Proteste für und gegen Präsident Al-Sisi in Berlin

Der umstrittene Deutschland-Besuch des autoritär regierenden Präsidenten Ägyptens Abdel Fattah Al-Sisi endete im Eklat für die Bundesregierung, während Ägyptens Regime versucht aus der Visite Al-Sisis in Berlin politisches Kapital zu schlagen. Tumulte im Bundeskanzleramt nach der gemeinsamen Pressekonferenz von Kanzlerin Angela Merkel und ihrem despotischen Gast aus Kairo, Eklat bei einem Fachgespräch der Grünen Bundestagsabgeordneten Dr. Franziska Brantner und Omid Nouripour zur Menschenrechtslage in Ägypten und peinliche Jubelägypter in der Berliner Innenstadt. Ägyptens Staatschef bot alles auf, um seinen ersten offiziellen Deutschland-Besuch zu einem Triumphzug werden zu lassen. Derweil zogen Regimeunterstützer, Anhänger der Mitte 2013 gewaltsam entmachteten Muslimbruderschaft und linke Aktivisten auf die Straße in Berlin und protestierten für und gegen den kontroversen Besuch des ägyptischen Autokraten vom Nil (erschienen in Junge Welt am 5.6.2015).

Schon am Dienstag versammelten sich rund 100 Anhänger Al-Sisis in der Berliner Innenstadt und jubelten dem Präsidenten zu, während eine kleine Gruppe den Muslimbrüdern nahe stehender Demonstranten auf die autokratischen Züge von Ägyptens Regime aufmerksam machte und Bilder des gestürzten Exstaatschefs Mohamed Mursi in die Höhe hielt. Unweit des Bundeskanzleramtes protestierten am Mittwoch Anhänger sowie Gegner von Präsident Al-Sisi. Hundert zumeist dem islamistischen Lager angehörige Demonstranten machen lautstark gegen den Berlin-Besuch Al-Sisi mobil während Anhänger des Regimes in Kairo mit Musik und Tanz den Empfang Al-Sisi durch die Bundesregierung feierten. „Wir fordern, dass Diktatoren nicht von der Bundesregierung empfangen werden. Das widerspricht demokratischen Werten“, sagt ein aus Hamburg angereister Demonstrant des Al-Sisi-kritischen islamistischen Lagers nahe des Kanzleramtes gegenüber jW und fügt wenig glaubwürdig hinzu man habe nichts mit der islamistischen Muslimbruderschaft zu tun.
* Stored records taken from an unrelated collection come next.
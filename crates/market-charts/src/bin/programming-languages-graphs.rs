// File: crates/market-charts/src/bin/programming-languages-graphs.rs
// Summary: Programming language charts (popularity indices, YoY change, domains, frameworks, salaries).

use anyhow::Result;
use chart_core::format::{dollars, plain};
use chart_core::{
    Anchor, Annotation, Axis, Chart, Color, Dataset, Figure, PieChart, RefLine, Series, ValueFormat,
};
use market_charts::palette::*;
use market_charts::{init_tracing, Generator};

/// Highlight a few languages by name; everything else gets `PRIMARY`.
fn highlight(languages: &[&str], picks: &[(&str, Color)]) -> Vec<Color> {
    languages
        .iter()
        .map(|l| picks.iter().find(|(name, _)| name == l).map_or(PRIMARY, |(_, c)| *c))
        .collect()
}

fn index_panel(title: &str, x_label: &str, languages: &[&str], scores: &[f64], colors: Vec<Color>, format: ValueFormat) -> Result<Chart> {
    Ok(Chart::new()
        .with_title(title)
        .with_x_axis(Axis::new(x_label))
        .with_y_axis(Axis::new("").without_grid())
        .with_series(
            Series::hbar("", Dataset::new(languages.iter().copied(), scores)?)
                .with_point_colors(colors)
                .with_alpha(0.7)
                .with_value_labels(format),
        ))
}

fn popularity_indices() -> Result<Figure> {
    let tiobe = ["Python", "C", "C++", "Java", "C#", "JavaScript", "Visual Basic", "Go", "SQL", "TypeScript"];
    let pypl = ["Python", "Java", "JavaScript", "C#", "C++", "C", "R", "PHP", "TypeScript", "Rust"];
    let so = ["Python", "TypeScript", "Rust", "Go", "Kotlin", "C#", "Swift", "Java", "JavaScript", "PHP"];
    let github = ["TypeScript", "Python", "Rust", "Go", "Java", "JavaScript", "C#", "PHP", "Swift", "Kotlin"];
    let growth = [66.63, 48.78, 35.0, 20.0, 5.0, 3.0, 10.0, -5.0, 8.0, 15.0];
    let trio = [("Python", SUCCESS), ("TypeScript", WARNING), ("Rust", DANGER)];

    let github_panel = index_panel(
        "GitHub Contributors Growth (2025)",
        "YoY Growth (%)",
        &github,
        &growth,
        by_threshold(&growth, &[(30.0, SUCCESS), (10.0, WARNING), (0.0, INFO)], DANGER),
        ValueFormat::SignedPercent(1),
    )?
    .with_ref_line(RefLine::vertical(0.0).with_color(BLACK).with_width(1.0));

    Ok(Figure::new(18.0, 12.0)
        .with_grid(2, 2)
        .with_suptitle("Programming language popularity by index - 2025")
        .with_panel(index_panel(
            "TIOBE Index (November 2025)",
            "Score (%)",
            &tiobe,
            &[23.37, 9.68, 8.95, 8.54, 7.65, 3.42, 2.15, 1.87, 1.67, 1.42],
            highlight(&tiobe, &trio[..2]),
            ValueFormat::Percent,
        )?)
        .with_panel(index_panel(
            "PYPL PopularitY (2025)",
            "Share (%)",
            &pypl,
            &[28.97, 15.92, 8.38, 6.77, 6.48, 4.73, 4.45, 4.28, 3.50, 2.59],
            highlight(&pypl, &trio),
            ValueFormat::Percent,
        )?)
        .with_panel(index_panel(
            "Stack Overflow Survey 2025",
            "Adoption (%)",
            &so,
            &[57.9, 38.2, 9.1, 11.2, 8.5, 27.3, 6.2, 30.5, 63.2, 20.1],
            highlight(&so, &trio),
            ValueFormat::Percent,
        )?)
        .with_panel(github_panel))
}

fn yoy_changes() -> Result<Figure> {
    let languages = ["TypeScript", "Rust", "Python", "Go", "C#", "Kotlin", "Swift", "Java", "JavaScript", "C++", "C", "PHP"];
    // TIOBE Nov 2024 to Nov 2025; TypeScript and Rust use GitHub growth as they sit outside the TIOBE top 20.
    let changes = [66.63, 35.0, 2.10, -0.2, 1.20, 1.0, 0.8, -0.45, -0.50, -0.30, -0.15, -2.5];
    let chart = Chart::new()
        .with_title("Change in programming language popularity - YoY 2024-2025")
        .with_x_axis(Axis::new("Year-over-Year Change (%)"))
        .with_y_axis(Axis::new("").without_grid())
        .with_series(
            Series::hbar("", Dataset::new(languages, &changes)?)
                .with_point_colors(by_threshold(&changes, &[(5.0, SUCCESS), (1.0, WARNING), (0.0, INFO)], DANGER))
                .with_alpha(0.7)
                .with_value_labels(ValueFormat::SignedPercent(2)),
        )
        .with_ref_line(RefLine::vertical(0.0).with_color(BLACK).with_width(2.0))
        .with_annotation(
            Annotation::callout("TypeScript: Historic Rise\n#1 on GitHub for the first time", (66.63, 0.0), (-40.0, -60.0), YELLOW)
                .with_anchor(Anchor::new(chart_core::HAlign::Right, chart_core::VAlign::Top)),
        )
        .with_annotation(Annotation::callout(
            "Python: +2.1% TIOBE YoY\n(+7.0pp Stack Overflow)",
            (2.10, 2.0),
            (60.0, -50.0),
            LIGHT_GREEN,
        ));
    Ok(Figure::new(14.0, 10.0).with_panel(chart))
}

fn domain_leaders() -> Result<Figure> {
    let domains = [
        "Web\nFrontend",
        "Web\nBackend",
        "Mobile\niOS",
        "Mobile\nAndroid",
        "Cross-Platform\nMobile",
        "Data Science\n/ AI",
        "DevOps /\nCloud",
        "Systems\nProgramming",
        "Game\nDev",
        "Enterprise",
    ];
    let leaders = [
        "TypeScript\n+ React",
        "Python\n(FastAPI)",
        "Swift",
        "Kotlin",
        "Kotlin\nMultiplatform",
        "Python\n(PyTorch)",
        "Go",
        "Rust",
        "C++ /\nC#",
        "Java",
    ];
    // Share of the domain held by the leading stack.
    let adoption = [87.0, 73.0, 95.0, 80.0, 23.0, 85.0, 49.0, 35.0, 65.0, 97.0];
    let colors = vec![WARNING, SUCCESS, PRIMARY, SUCCESS, WARNING, SUCCESS, INFO, DANGER, PRIMARY, SECONDARY];

    let mut chart = Chart::new()
        .with_title("Leading languages by development domain - 2025")
        .with_x_axis(Axis::new("Domain").without_grid())
        .with_y_axis(Axis::new("Adoption / Dominance (%)").with_range(0.0, 110.0))
        .with_series(
            Series::bar("", Dataset::new(domains, &adoption)?)
                .with_point_colors(colors)
                .with_alpha(0.7)
                .with_value_labels(ValueFormat::Percent)
                .labels_inside(),
        );
    for (i, (leader, rate)) in leaders.iter().zip(adoption).enumerate() {
        chart = chart.with_annotation(
            Annotation::text(*leader, (i as f64, rate))
                .with_anchor(Anchor::BOTTOM)
                .with_offset(0.0, 6.0)
                .with_box(Color::WHITE, 0.8),
        );
    }
    Ok(Figure::new(16.0, 10.0).with_panel(chart))
}

fn frontend_frameworks() -> Result<Figure> {
    let frameworks = ["React", "Angular", "Vue.js", "Svelte", "Other"];
    let mut share = PieChart::new(frameworks, &[40.0, 22.0, 15.4, 12.0, 10.6])?
        .with_title("Market Share")
        .with_colors(vec![PRIMARY, DANGER, SUCCESS, WARNING, NEUTRAL]);
    share.explode = vec![0.1, 0.0, 0.0, 0.05, 0.0];

    let growth = [-6.3, -15.0, 45.0, 180.0, 5.0];
    let yoy = Chart::new()
        .with_title("Year-over-Year Change")
        .with_x_axis(Axis::new("YoY Growth (%)"))
        .with_y_axis(Axis::new("").without_grid())
        .with_series(
            Series::hbar("", Dataset::new(frameworks, &growth)?)
                .with_point_colors(by_sign(&growth))
                .with_alpha(0.7)
                .with_value_labels(ValueFormat::SignedPercent(1)),
        )
        .with_ref_line(RefLine::vertical(0.0).with_color(BLACK).with_width(2.0));

    Ok(Figure::new(16.0, 7.0)
        .with_grid(1, 2)
        .with_suptitle("Frontend frameworks - Market Share 2025")
        .with_panel(share)
        .with_panel(yoy))
}

fn ai_ml_frameworks() -> Result<Figure> {
    let frameworks = ["PyTorch", "TensorFlow", "Hugging Face\nTransformers", "LangChain", "scikit-learn", "Keras", "JAX"];
    // Approximate share of production use.
    let share = [55.0, 30.0, 20.0, 8.0, 45.0, 15.0, 5.0];
    let chart = Chart::new()
        .with_title("AI/ML frameworks - Production Adoption 2025")
        .with_x_axis(Axis::new("Production Adoption (%)"))
        .with_y_axis(Axis::new("").without_grid())
        .with_series(
            Series::hbar("", Dataset::new(frameworks, &share)?)
                .with_point_colors(by_threshold(&share, &[(40.0, SUCCESS), (15.0, WARNING)], INFO))
                .with_alpha(0.7)
                .with_value_labels(ValueFormat::Percent),
        )
        .with_annotation(Annotation::callout(
            "PyTorch dominates:\n85%+ research papers\n55% production",
            (55.0, 0.0),
            (30.0, -60.0),
            LIGHT_GREEN,
        ))
        .with_annotation(Annotation::callout(
            "LangChain: 30% agent\nframework market share",
            (8.0, 3.0),
            (60.0, -50.0),
            YELLOW,
        ));
    Ok(Figure::new(14.0, 8.0).with_panel(chart))
}

fn salaries_by_language() -> Result<Figure> {
    let languages = ["Rust", "TypeScript", "Go", "Swift", "Python", "Java", "C#", "JavaScript", "PHP", "Ruby"];
    let salaries = [160000.0, 160000.0, 150000.0, 145000.0, 130000.0, 120000.0, 125000.0, 110000.0, 95000.0, 134000.0];
    // YoY growth in job postings, percent.
    let job_growth = [35.0, 15.0, 20.0, 8.0, 25.0, 0.0, 8.0, -2.0, -5.0, 3.0];
    let labels = salaries
        .iter()
        .zip(job_growth)
        .map(|(s, g)| format!("{}\n({}{}% jobs)", dollars(*s), if g >= 0.0 { "+" } else { "" }, plain(g)))
        .collect();

    let chart = Chart::new()
        .with_title("Salaries by programming language - USA 2025\n(with YoY job growth)")
        .with_x_axis(Axis::new("Average Annual Salary (USD)").with_format(ValueFormat::DollarsK))
        .with_y_axis(Axis::new("").without_grid())
        .with_series(
            Series::hbar("", Dataset::new(languages, &salaries)?)
                .with_point_colors(by_threshold(&job_growth, &[(20.0, SUCCESS), (10.0, WARNING), (0.0, INFO)], DANGER))
                .with_alpha(0.7)
                .with_value_labels(ValueFormat::Custom(labels)),
        );
    Ok(Figure::new(14.0, 10.0).with_panel(chart))
}

fn top_tech_stacks() -> Result<Figure> {
    let stacks = [
        "Python + PyTorch\n+ CUDA (AI/ML)",
        "TypeScript + React\n+ Node.js",
        "Python + AWS\n+ Kubernetes",
        "Go + Docker\n+ Kubernetes",
        "Rust + Systems\nProgramming",
        "Java + Spring Boot\n+ AWS",
        "C# + .NET\n+ Azure",
    ];
    let comp = [190000.0, 140000.0, 160000.0, 145000.0, 175000.0, 135000.0, 132000.0];
    let chart = Chart::new()
        .with_title("Top tech stacks - Average Total Compensation 2025")
        .with_x_axis(Axis::new("Average Total Compensation (USD)").with_format(ValueFormat::DollarsK))
        .with_y_axis(Axis::new("").without_grid())
        .with_series(
            Series::hbar("", Dataset::new(stacks, &comp)?)
                .with_point_colors(by_threshold(&comp, &[(160000.0, SUCCESS), (140000.0, WARNING)], INFO))
                .with_alpha(0.7)
                .with_value_labels(ValueFormat::Dollars),
        );
    Ok(Figure::new(14.0, 8.0).with_panel(chart))
}

fn main() -> Result<()> {
    init_tracing();
    let mut gen = Generator::start("Generating programming language charts...")?;

    gen.save_png_svg("08_languages_popularity_indices", &popularity_indices()?, "Chart 8: language popularity indices")?;
    gen.save_png_svg("09_languages_yoy_changes", &yoy_changes()?, "Chart 9: YoY language changes")?;
    gen.save_png_svg("10_domain_specific_leaders", &domain_leaders()?, "Chart 10: domain-specific leaders")?;
    gen.save_png_svg("11_frontend_frameworks", &frontend_frameworks()?, "Chart 11: frontend frameworks")?;
    gen.save_png_svg("12_ai_ml_frameworks", &ai_ml_frameworks()?, "Chart 12: AI/ML frameworks")?;
    gen.save_png_svg("13_salaries_by_language", &salaries_by_language()?, "Chart 13: salaries by language")?;
    gen.save_png_svg("14_top_tech_stacks", &top_tech_stacks()?, "Chart 14: top tech stacks")?;

    gen.finish("All programming language charts created successfully!")
}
Auch die Menschenrechtsorganisation Reporter ohne Grenzen ist präsent und macht auf die kritische Lage von Journalisten in Ägypten aufmerksam. Nach Angaben der Menschenrechtler sitzen derzeit mindestens 18 Reporter in Ägypten hinter Gittern. Bereits am Vormittag hatten ägyptische Linke am Gebäude der TU Berlin nahe des Ernst-Reuter-Platz ein Banner aufgehängt und damit ihre strikte Ablehnung des Besuches von Al-Sisi zum Ausdruck gebracht. Am Nachmittag versammelten sich vor dem Verteidigungsministerium rund 80 Protestler aus dem linksliberalen Lager und demonstrierten gegen Ägyptens Präsidenten und sein autoritäres Regime in Kairo. Der LINKE-Aktivist aus Berlin-Friedrichshagen Frank Renken warf derweil der Bundesregierung vor Al-Sisi gar zu noch mehr „Staatsterror“ zu ermutigen. „Merkel und Bundespräsident Joachim Gauck kritisieren zwar die Todesstrafe in Ägypten, aber rollen dem Henker gleichzeitig den roten Teppich aus. Al-Sisi wird sogar mit militärischen Ehren empfangen! Mehr Heuchelei geht gar nicht“, so Renken weiter.

In der Tat kritisierte Merkel zwar die Anwendung der Todesstrafe in Ägypten, betonte aber gleichzeitig die Konsultationen mit dem Regime in Kairo seien nicht nur politisch, sondern auch wirtschaftlich wichtig für die Bundesrepublik. Dennoch bot die Kanzlerin mit ihrem Festhalten am Staatsbesuch Al-Sisis in Berlin dem Autokraten eine politische Bühne und ermöglichte ihm diese propagandistisch auszuschlachten. Berlin zeigt der geknechteten und verfolgten ägyptischen Opposition, dass ihr ein diktatorisch regiertes und partiell stabiles Ägypten weitaus wichtiger ist als die konsequente Einhaltung der Menschenrechts in Ägypten.